Gary resopló, como si no quisiera hablar de aquello, aunque David sabía que sí quería hacerlo.

—Tiene una mirada —dijo como pensando en alto—, en concreto cuando mira a su madre, como si le diera miedo lo próximo que va a pasar, como si no quisiera perderla de vista. Me da la impresión de que Emme cree que debe protegerla de alguna manera, pero no sabe cómo.

—Sé cómo se siente.

—Y yo.

Bajó la ventana, escupió el chicle y se metió otro en la boca.

—Y anoche tuvo otra pesadilla, una de esas extrañas de las que se despierta gritando.

David no sabía nada de las pesadillas.

—¿Tiene pesadillas?

—A veces.

—¿Habéis pensado en llevarla a un terapeuta? ¿Un especialista en niños?

—Sí, lo he pensado —dijo Gary—, y lo voy a hacer.
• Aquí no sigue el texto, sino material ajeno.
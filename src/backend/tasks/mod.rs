//! Tasks Module
//!
//! - **`db`** - task store (SQL, ownership filters)
//! - **`handlers`** - `/api/tasks` REST handlers, which publish task events

pub mod db;
pub mod handlers;

pub use handlers::{create_task, delete_task, get_task, list_tasks, update_task};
Pero, Dios mío, no sé de dónde va a salir el dinero.

—Dejadme ayudar. Recuerda que voy a estar nadando en la abundancia.

Se sentía tan mal por haber mencionado su precario capital.

—Olvídalo, no lo he dicho para eso. Puedo afrontarlo —dijo Gary—, el mercado tiene que tocar fondo en breve. Se va a empezar a vender otra vez.

—Exacto, y en ese momento es cuando me devuelves el dinero —dijo David, aunque sabía que no aceptaría ni un solo centavo.

—Sí, bueno, ya veremos —dijo Gary para dejar el tema—. Si lo necesito, te lo diré.

Al parar frente al edificio de apartamentos de David, de piedra roja y deprimente, en Rogers Park, Gary dijo:

—Hogar, dulce hogar. Ahora búscate otra novia. Al Gore está hasta arriba, va a ser un invierno frío y vas a necesitar mantenerte caliente de alguna manera.

—Veré lo que puedo hacer —dijo David—. Gracias por traerme.

Gary se despidió de él con la mano pero, cuando David se empezaba a alejar, le dijo:

—Espera.

Y sacó algo del bolsillo del abrigo. Era una bolsa de plástico con algo dentro envuelto en papel de plata.

—Sarah quería que te diera esto.

—¿Qué es? —dijo David, aun imaginándose bastante bien lo que era.

—Un sándwich de pan de carne. Dice que estás muy delgado.

David cogió la bolsita.

—Hay que ver, a mí nunca me dice que estoy muy delgado —dijo Gary, subiendo de nuevo la ventanilla.

David vio al Lexus cambiar de sentido para volver por Evanston, luego entró en el vestíbulo, sacó el correo del día anterior del buzón de metal que chirriaba y subió cansinamente las escaleras. Aparte del zumbido del fluorescente del descansillo, el edificio estaba tan tranquilo como lo estaría su reducido apartamento.

Pero al meter la llave en la cerradura, se sintió sobrecogido, y no era la primera vez, al imaginarse el mundo sin su hermana. Para él era un panorama tan triste y espantoso como cualquiera de Dante; e incluso más, porque este iba a ser sin duda muy real.